The Cardiovascular Research Fellowship program provides fellows with a two-year research-only fellowship, or a four-year combined clinical and research training program with the Cardiovascular Medicine Fellowship program. This program includes a master's degree in Translational Health System Science (THSS)
Research Mentorship
Learn more about how research mentorship plays a large roll in the Cardiovascular Fellowship program here at Wake ForestDavid Herrington
Here at Wake Forest, we are especially interested in training our fellows to not only be users of new knowledge, but creators of new knowledge. We recognize how critically important it is to train the next generation of cardiologists that will help discover the new therapies and the new strategies for treatment and prevention. That's the only way we're going to continue to be better at providing the care and preventing the cardiovascular disease that we're so committed to trying to treat and prevent.
Michael D. Shapiro
There's many facets of our research training program that are unique. For one, all of our research trainees matriculate into a master's program that's in translational health system science. And there they'll gain all of the foundational and theoretical knowledge in epidemiology, biostatistics, clinical trial design, grant writing, research ethics. And by the time they're finished with this program, they'll feel very comfortable designing studies and doing their own analysis. At the same time, from a very practical standpoint, all of the trainees will be doing their own research projects. This culminates in a capstone project that they actually have to defend in front of a committee. When you put these two together, the theoretical training as well as the practical training, fellows feel very comfortable by the time they've finished the research program to independently do their own research studies.
Arjun Aggarwal
In the T32 program, I found myself in an environment that was very nurturing to my growth, not just professionally, but also personally. I find a lot of great support from my mentors in all aspects of my academic and career aspirations.
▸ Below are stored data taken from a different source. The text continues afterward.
//! The query execution contract implemented per backend.

use std::future::Future;

use tracing::{debug, warn};

use crate::error::{DaoError, DaoResult};
use crate::json::JsonObject;
use crate::lifecycle::{BackendConnection, ConnectionProvider, ScopedConnection};
use crate::query::Statement;
use crate::traits::Entity;

/// Runs single statements against a backend.
///
/// `find_one_json`, `find_many` and `find_one` have default bodies built on
/// the two required methods, so a backend adapter only supplies those.
pub trait QueryExecutor: Send + Sync {
    /// Run a write statement, returning the affected row count.
    fn execute(&self, statement: Statement) -> impl Future<Output = DaoResult<u64>> + Send;

    /// Run a read statement, returning every row in backend order.
    fn find_many_json(
        &self,
        statement: Statement,
    ) -> impl Future<Output = DaoResult<Vec<JsonObject>>> + Send;

    /// Run a read statement expecting at most one row.
    ///
    /// Zero rows is `None`; more than one row fails with
    /// [`DaoError::TooManyRows`].
    fn find_one_json(
        &self,
        statement: Statement,
    ) -> impl Future<Output = DaoResult<Option<JsonObject>>> + Send {
        async move {
            let mut rows = self.find_many_json(statement).await?;
            match rows.len() {
                0 | 1 => Ok(rows.pop()),
                count => {
                    warn!(count, "single-row query matched more than one row");
                    Err(DaoError::too_many_rows(count))
                }
            }
        }
    }

    fn find_many<E: Entity>(
        &self,
        statement: Statement,
    ) -> impl Future<Output = DaoResult<Vec<E>>> + Send {
        async move {
            let rows = self.find_many_json(statement).await?;
            Ok(rows.iter().map(E::from_row).collect())
        }
    }

    fn find_one<E: Entity>(
        &self,
        statement: Statement,
    ) -> impl Future<Output = DaoResult<Option<E>>> + Send {
        async move {
            let row = self.find_one_json(statement).await?;
            Ok(row.as_ref().map(E::from_row))
        }
    }
}

/// Executes every statement on its own connection from a provider.
#[derive(Debug, Clone)]
pub struct PooledQueryExecutor<P> {
    provider: P,
}

impl<P: ConnectionProvider> PooledQueryExecutor<P> {
    pub fn new(provider: P) -> Self {
        Self { provider }
    }

    pub fn provider(&self) -> &P {
        &self.provider
    }
}

impl<P: ConnectionProvider> QueryExecutor for PooledQueryExecutor<P> {
    async fn execute(&self, statement: Statement) -> DaoResult<u64> {
        debug!(sql = %statement.sql, params = statement.params.len(), "Executing statement");
        let mut scoped = ScopedConnection::acquire(&self.provider).await?;
        let outcome = match scoped.connection() {
            Ok(connection) => connection.execute(&statement).await,
            Err(e) => Err(e),
        };
        scoped.release();
        outcome
    }

    async fn find_many_json(&self, statement: Statement) -> DaoResult<Vec<JsonObject>> {
        debug!(sql = %statement.sql, params = statement.params.len(), "Executing query");
        let mut scoped = ScopedConnection::acquire(&self.provider).await?;
        let outcome = match scoped.connection() {
            Ok(connection) => connection.fetch_all(&statement).await,
            Err(e) => Err(e),
        };
        scoped.release();
        outcome
    }
}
Moreover, the program's culture and structure really promoted interdisciplinary conversations and connections with people across the field of medicine to really help achieve the research goals that I have in mind.
Charles German
I am lucky to have mentors both in the School of Medicine, the School of Public Health Sciences, as well as the undergraduate campus. And so within all three centers in Wake Forest, I always have somebody that I can go to for whatever sort of question that I have.
Matthew Singleton
The ability to go from having an idea to running your own statistical analysis, writing the paper, getting it out to your co-authors, all within 48 hours is really something that we're able to do here because of the collaboration and the close network we have between the cardiologists, the cardiovascular, the statisticians. So, we're able to be really productive and publish high impact research. That is an opportunity that you'll have as a fellow, even first author, major publications.
Giselle C. Melendez
All our mentors are really invested in shaping the new generation of physician scientist. What is this physician scientist or what is this clinician? It's a person that knows that science informs medicine and informs new knowledge. But it's also the perimeters or the limitations of our clinical capabilities that is going to create these pressing questions that need to be taken back and conduct research on to create new answers. And that combination of curiosity and hunger from new knowledge is what's really needed and what we can offer here through our program.
Saeid Mirzai
Alongside our coursework, we participate in weekly trial clinics as sub investigators in many of the current high profile lipid lowering clinical trials, giving us invaluable behind the scenes experiences at the workings of clinical trials. And giving us hands-on experience on the concepts we learn in class. And for those who wish to pursue new projects and require funding. Wake Forest offers a variety of early career focused internal funding opportunities that are consistently shared with us by the graduate school and cardiology department.
Jeffrey Kingsley
The T32 program has been vital towards my success, particularly with networking within the field of cardiology. I was able to connect with multiple leaders here for both epidemiology research as well as EKG research. These are leaders that have had almost a couple of hundred publications, as high as up to 500 publications. It really provides a very diverse perspective and strengthens the overall field of research, both for myself as well as the people I was able to collaborate with.
Elsayed Z. Soliman
One of the several unique resources accessible to fellows who join Wake Forest Research program is the Epidemiological Cardiology Research Center, or EPICARE. The global outreach of EPICARE exposes fellows to mentor and experts from all over the world, not only from the United States. This prepares them to be potentially the world leaders in the cardiovascular medicine when the time comes to their graduation.
Oguz Akbilgic
I think our research program is very well integrated with AI researchers. This gives our fellows access to people who are doing AI. AI is going to be part of how we care for our patients. We all should be in a level that we understand AI, how to interpret the results so that we can provide better care for our patients.
Carolyn Park
The skills that you learn from this program will not only serve you for research, but also as a clinician and cardiology, given that how much of our work is so based on understanding research and outcomes. Even if you go through the T32 program and you decide that you'd wanted to do more of a clinical approach rather than to pursue a full-time academic role, this program and especially the clinical faculty here will support you in that as well.
Giselle C. Melendez
This is a unique opportunity for a fellow to join a research program. This is an era where the advances in medicines, the technologies available are at its peak. And this is a very exciting time to be conducting research. If you want to have the finger of the pulse of medical advances, this is an exciting time to come to Wake Forest.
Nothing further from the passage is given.